Por eso, ahora el profeta se dirige directamente a este pueblo con palabras severas para ayudarlo a entender la gravedad de su culpa: «¡Ay, nación pecadora, […] hijos pervertidos! ¡Han abandonado al Señor, han despreciado al Santo de Israel, se han vuelto atrás!» (v. 4).
La consecuencia del pecado es un estado de sufrimiento, del cual sufre las consecuencias también el país, devastado y convertido en un desierto, al punto que Sión – es decir, Jerusalén – se hace inhabitable. Donde existe el rechazo a Dios, a su paternidad, no hay más vida posible, la existencia pierde sus raíces, todo aparece pervertido y destruido. Todavía, incluso este momento doloroso está en virtud de la salvación. La es dada para que el pueblo pueda experimentar la amargura de quien abandona a Dios, e luego confrontarse con el vacío desolador de una opción de muerte. El sufrimiento, consecuencia inevitable de una decisión autodestructiva, debe hacer reflexionar al pecador para abrirse a la conversión y al perdón.

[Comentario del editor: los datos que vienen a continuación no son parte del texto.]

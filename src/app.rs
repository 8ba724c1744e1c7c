//! The application: route table, dispatcher and observer in one value.
//!
//! Build it once at startup, then hand it to [`Server::serve`] or drive it
//! directly through [`App::handle`].
//!
//! [`Server::serve`]: crate::Server::serve

use std::fmt;
use std::sync::Arc;

use bytes::Bytes;
use tracing::debug;

use crate::dispatch::Dispatcher;
use crate::error::{LookupError, RouteError};
use crate::handler::{Endpoint, IntoEndpoint};
use crate::headers::Headers;
use crate::method::Method;
use crate::observe::{Observer, TracingObserver};
use crate::path;
use crate::request::Request;
use crate::response::Response;
use crate::router::{Match, Router};
use crate::uri::Url;

/// Registered routes plus everything needed to answer a request.
///
/// Each builder call returns `self` so registrations chain naturally:
///
/// ```rust
/// use nanoroute::{App, HttpError, Method};
///
/// fn get_user(id: u32) -> Result<String, HttpError> {
///     if id == 0 {
///         return Err(HttpError::not_found());
///     }
///     Ok(format!("user {id}"))
/// }
///
/// let app = App::new()
///     .get("/users/{id}", get_user)
///     .route(&[Method::Put, Method::Post], "/users/<id>/avatar", |id: u32| (format!("{id}"), 201));
///
/// let res = app.handle("GET", "/users/7", Default::default(), "");
/// assert_eq!(res.body(), b"user 7");
/// ```
pub struct App {
    router: Router<Endpoint>,
    dispatcher: Dispatcher,
    observer: Arc<dyn Observer>,
}

impl App {
    pub fn new() -> Self {
        let observer: Arc<dyn Observer> = Arc::new(TracingObserver);
        Self {
            router: Router::new(),
            dispatcher: Dispatcher::new(Arc::clone(&observer)),
            observer,
        }
    }

    /// Replaces the default [`TracingObserver`].
    pub fn with_observer(mut self, observer: impl Observer) -> Self {
        let observer: Arc<dyn Observer> = Arc::new(observer);
        self.dispatcher = Dispatcher::new(Arc::clone(&observer));
        self.observer = observer;
        self
    }

    /// Binds `handler` to `method` on `pattern`.
    ///
    /// Patterns use `{name}` or `<name>` for parameters. A handler that takes
    /// arguments binds them, in order, to the pattern's parameters; use
    /// [`with_params`](crate::with_params) to name them yourself.
    ///
    /// # Panics
    ///
    /// Panics if the route cannot be registered. Use [`App::try_on`] to get
    /// the [`RouteError`] instead.
    pub fn on<M>(mut self, method: Method, pattern: &str, handler: impl IntoEndpoint<M>) -> Self {
        if let Err(e) = self.try_on(method, pattern, handler) {
            panic!("invalid route `{pattern}`: {e}");
        }
        self
    }

    /// Fallible form of [`App::on`]. On error nothing is registered.
    pub fn try_on<M>(
        &mut self,
        method: Method,
        pattern: &str,
        handler: impl IntoEndpoint<M>,
    ) -> Result<&mut Self, RouteError> {
        self.add(method, pattern, handler.into_endpoint())?;
        Ok(self)
    }

    /// Binds one handler to several methods on the same pattern.
    ///
    /// # Panics
    ///
    /// Panics if any of the registrations fails.
    pub fn route<M>(mut self, methods: &[Method], pattern: &str, handler: impl IntoEndpoint<M>) -> Self {
        if let Err(e) = self.try_route(methods, pattern, handler) {
            panic!("invalid route `{pattern}`: {e}");
        }
        self
    }

    /// Fallible form of [`App::route`]. Registrations are made one method at
    /// a time; those made before the failing one stay in place.
    pub fn try_route<M>(
        &mut self,
        methods: &[Method],
        pattern: &str,
        handler: impl IntoEndpoint<M>,
    ) -> Result<&mut Self, RouteError> {
        let endpoint = handler.into_endpoint();
        for &method in methods {
            self.add(method, pattern, endpoint.clone())?;
        }
        Ok(self)
    }

    pub fn get<M>(self, pattern: &str, handler: impl IntoEndpoint<M>) -> Self {
        self.on(Method::Get, pattern, handler)
    }

    pub fn head<M>(self, pattern: &str, handler: impl IntoEndpoint<M>) -> Self {
        self.on(Method::Head, pattern, handler)
    }

    pub fn post<M>(self, pattern: &str, handler: impl IntoEndpoint<M>) -> Self {
        self.on(Method::Post, pattern, handler)
    }

    pub fn put<M>(self, pattern: &str, handler: impl IntoEndpoint<M>) -> Self {
        self.on(Method::Put, pattern, handler)
    }

    pub fn delete<M>(self, pattern: &str, handler: impl IntoEndpoint<M>) -> Self {
        self.on(Method::Delete, pattern, handler)
    }

    pub fn connect<M>(self, pattern: &str, handler: impl IntoEndpoint<M>) -> Self {
        self.on(Method::Connect, pattern, handler)
    }

    pub fn options<M>(self, pattern: &str, handler: impl IntoEndpoint<M>) -> Self {
        self.on(Method::Options, pattern, handler)
    }

    pub fn trace<M>(self, pattern: &str, handler: impl IntoEndpoint<M>) -> Self {
        self.on(Method::Trace, pattern, handler)
    }

    fn add(&mut self, method: Method, pattern: &str, mut endpoint: Endpoint) -> Result<(), RouteError> {
        let wildcards = path::wildcard_names(&path::parse_pattern(pattern)?);
        endpoint.describe(method, pattern, wildcards)?;
        self.router.add_route(method, pattern, endpoint)?;
        self.observer.route_added(method, pattern);
        Ok(())
    }

    /// The endpoint and path parameters for `method` on `path`.
    pub fn resolve(&self, method: Method, path: &str) -> Result<Match<'_, Endpoint>, LookupError> {
        self.router.resolve(method, path)
    }

    /// Resolves `req` and stores the matched path parameters on it.
    pub fn lookup(&self, req: &mut Request) -> Result<&Endpoint, LookupError> {
        let Match { handler, params } = self.router.resolve(req.method(), req.path())?;
        req.set_params(params);
        Ok(handler)
    }

    /// Routes `req` and runs the matched handler. Never fails: lookup
    /// failures become `404`/`405`, handler failures become their status.
    pub fn dispatch(&self, mut req: Request) -> Response {
        match self.lookup(&mut req) {
            Ok(endpoint) => self.dispatcher.dispatch(endpoint, &req),
            Err(e) => lookup_failed(e),
        }
    }

    /// Entry point for a transport: raw method, request target, headers and
    /// body in, response out.
    ///
    /// A method outside [`Method::ALL`] is answered with `405` when the path
    /// exists and `404` otherwise.
    pub fn handle(&self, raw_method: &str, raw_path: &str, headers: Headers, body: impl Into<Bytes>) -> Response {
        let method = match raw_method.parse::<Method>() {
            Ok(method) => method,
            Err(e) => {
                debug!(error = %e, path = raw_path, "unsupported method");
                let url = Url::parse_relative(raw_path);
                let failure = match self.router.allowed_methods(&url.path) {
                    Some(allowed) => LookupError::MethodNotAllowed { allowed },
                    None => LookupError::NotFound,
                };
                return lookup_failed(failure);
            }
        };
        self.dispatch(Request::new(method, raw_path, headers, body))
    }
}

impl Default for App {
    fn default() -> Self {
        Self::new()
    }
}

impl fmt::Debug for App {
    fn fmt(&self, f: &mut fmt::Formatter<'_>) -> fmt::Result {
        f.debug_struct("App").field("router", &self.router).finish_non_exhaustive()
    }
}

fn lookup_failed(e: LookupError) -> Response {
    let mut builder = Response::builder().status(e.status());
    if let LookupError::MethodNotAllowed { allowed } = &e {
        if !allowed.is_empty() {
            let allow = allowed.iter().map(|m| m.as_str()).collect::<Vec<_>>().join(", ");
            builder = builder.header("Allow", &allow);
        }
    }
    builder.no_body()
}

#[cfg(test)]
mod tests {
    use std::sync::Mutex;

    use pretty_assertions::assert_eq;

    use super::*;
    use crate::handler::with_params;

    #[derive(Clone, Default)]
    struct Recorder(Arc<Mutex<Vec<String>>>);

    impl Observer for Recorder {
        fn route_added(&self, method: Method, pattern: &str) {
            self.0.lock().unwrap().push(format!("added {method} {pattern}"));
        }

        fn handler_failed(&self, req: &Request, error: &anyhow::Error) {
            self.0.lock().unwrap().push(format!("failed {} {}: {error}", req.method(), req.path()));
        }
    }

    fn get(app: &App, target: &str) -> Response {
        app.handle("GET", target, Headers::new(), Bytes::new())
    }

    #[test]
    fn not_found_and_method_not_allowed() {
        let app = App::new().get("/", || "root").put("/", || "put root");

        let res = app.handle("POST", "/", Headers::new(), "");
        assert_eq!(res.status(), 405);
        assert_eq!(res.header("Allow"), Some("GET, PUT"));
        assert!(res.body().is_empty());

        assert_eq!(get(&app, "/missing").status(), 404);
    }

    #[test]
    fn unknown_method_depends_on_path() {
        let app = App::new().get("/known", || "");
        let res = app.handle("BREW", "/known", Headers::new(), "");
        assert_eq!(res.status(), 405);
        assert_eq!(res.header("allow"), Some("GET"));
        assert_eq!(app.handle("BREW", "/unknown", Headers::new(), "").status(), 404);
    }

    #[test]
    fn intermediate_node_has_no_allow_header() {
        let app = App::new().get("/a/b", || "");
        let res = get(&app, "/a");
        assert_eq!(res.status(), 405);
        assert_eq!(res.header("Allow"), None);
    }

    #[test]
    fn lookup_fills_path_params() {
        let app = App::new().get("/users/{id}/posts/<post>", |id: u32, post: String| format!("{id}:{post}"));
        let mut req = Request::with_target(Method::Get, "/users/7/posts/hello?x=1");

        let endpoint = app.lookup(&mut req).unwrap();
        assert_eq!(req.param("id"), Some("7"));
        assert_eq!(req.param("post"), Some("hello"));
        assert_eq!(endpoint.params().len(), 2);
    }

    #[test]
    fn handler_sees_request_and_params() {
        let app = App::new().post("/echo/{name}", |req: &Request, name: String| {
            format!("{name}:{}", String::from_utf8_lossy(req.body()))
        });
        let res = app.handle("POST", "/echo/bob", Headers::new(), "payload");
        assert_eq!(res.body(), b"bob:payload");
    }

    #[test]
    fn parse_failure_is_bad_request() {
        let app = App::new().get("/users/{id}", |id: u32| id.to_string());
        assert_eq!(get(&app, "/users/abc").status(), 400);
        assert_eq!(get(&app, "/users/12").body(), b"12");
    }

    #[test]
    fn try_on_reports_errors_and_keeps_routes() {
        let mut app = App::new();
        app.try_on(Method::Get, "/{x}", || "x").unwrap();

        let err = app.try_on(Method::Get, "/{y}", || "y").unwrap_err();
        assert!(matches!(err, RouteError::WildcardNameConflict { .. }));

        let err = app.try_on(Method::Get, "/{x}", || "again").unwrap_err();
        assert!(matches!(err, RouteError::DuplicateRoute { .. }));

        let err = app.try_on(Method::Get, "/par{am", || "").unwrap_err();
        assert!(matches!(err, RouteError::MalformedPattern { .. }));

        assert_eq!(get(&app, "/anything").body(), b"x");
    }

    #[test]
    fn arity_mismatch_fails_registration() {
        let mut app = App::new();
        let err = app.try_on(Method::Get, "/a/{x}", |x: String, y: String| x + &y).unwrap_err();
        assert_eq!(
            err,
            RouteError::ArityMismatch { method: Method::Get, pattern: "/a/{x}".into(), arity: 2, named: 1 },
        );
        assert!(!app.router.contains_path("/a/1"));

        app.try_on(Method::Get, "/a/{x}", with_params(["x", "y"], |x: String, y: Option<String>| {
            x + &y.unwrap_or_default()
        }))
        .unwrap();
        assert_eq!(get(&app, "/a/1?y=2").body(), b"12");
    }

    #[test]
    #[should_panic(expected = "invalid route `/{a}/{a}`")]
    fn chaining_builder_panics_on_bad_route() {
        let _ = App::new().get("/{a}/{a}", || "");
    }

    #[test]
    fn observer_sees_registrations_and_failures() {
        let recorder = Recorder::default();
        let app = App::new()
            .with_observer(recorder.clone())
            .route(&[Method::Get, Method::Post], "/boom", || -> anyhow::Result<String> {
                anyhow::bail!("no luck")
            });

        assert_eq!(get(&app, "/boom").status(), 500);
        assert_eq!(
            *recorder.0.lock().unwrap(),
            ["added GET /boom", "added POST /boom", "failed GET /boom: no luck"],
        );
    }
}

Y este es el camino de la misericordia divina: Dios no nos trata según nuestras culpas (Cfr. Sal 103,10). El castigo se convierte en un instrumento para inducir a la reflexión. Se comprende así que Dios perdona a su pueblo, le da la gracia y no destruye todo, pero deja abierta siempre la puerta a la esperanza. La salvación implica la decisión de escuchar y dejarse convertir, pero permanece siempre como un don gratuito. El Señor, pues, en su misericordia, indica un camino que no es aquel de los sacrificios rituales, sino más bien el de la justicia. El culto es criticado no porque sea inútil en sí mismo, sino porque, en vez de expresar la conversión, pretende sustituirla; y se convierte así en búsqueda de la propia justicia, creando falsas convicciones que sean los sacrificios a salvar, no la misericordia divina que perdona el pecado. Para entenderla bien: cuando alguien está enfermo va al médico; cuando uno se siente pecador va al Señor. Pero en vez de ir al médico, va al curandero no sana. Muchas veces preferimos ir por caminos equivocados, buscando una justificación, una justicia, una paz que nos es donada como don del propio Señor si no vamos y lo buscamos a Él. Dios, dice el profeta Isaías, no le agrada la sangre de toros y de corderos (v. 11), sobre todo si la ofrenda es hecha con las manos manchadas por la sangre de los hermanos (v. 15). Pero yo pienso en algunos benefactores de la Iglesia que vienen con sus ofrendas – "Tome para la Iglesia esta ofrenda" – es fruto de la sangre de tanta gente explotada, maltratada, esclavizada con el trabajo mal pagado! Yo diré a esta gente: "Por favor, llévate tu dinero, quémalo". El pueblo de Dios, es decir la Iglesia, no necesita dinero sucio, necesita de corazones abiertos a la misericordia de Dios. Es necesario acercarse a Dios con manos purificadas, evitando el mal y practicando el bien y la justicia. Que bello como termina el profeta: «¡Cesen de hacer el mal – exhorta el profeta – aprendan a hacer el bien! ¡Busquen el derecho, socorran al oprimido, hagan justicia al huérfano, defiendan a la viuda!» (vv. 16-17).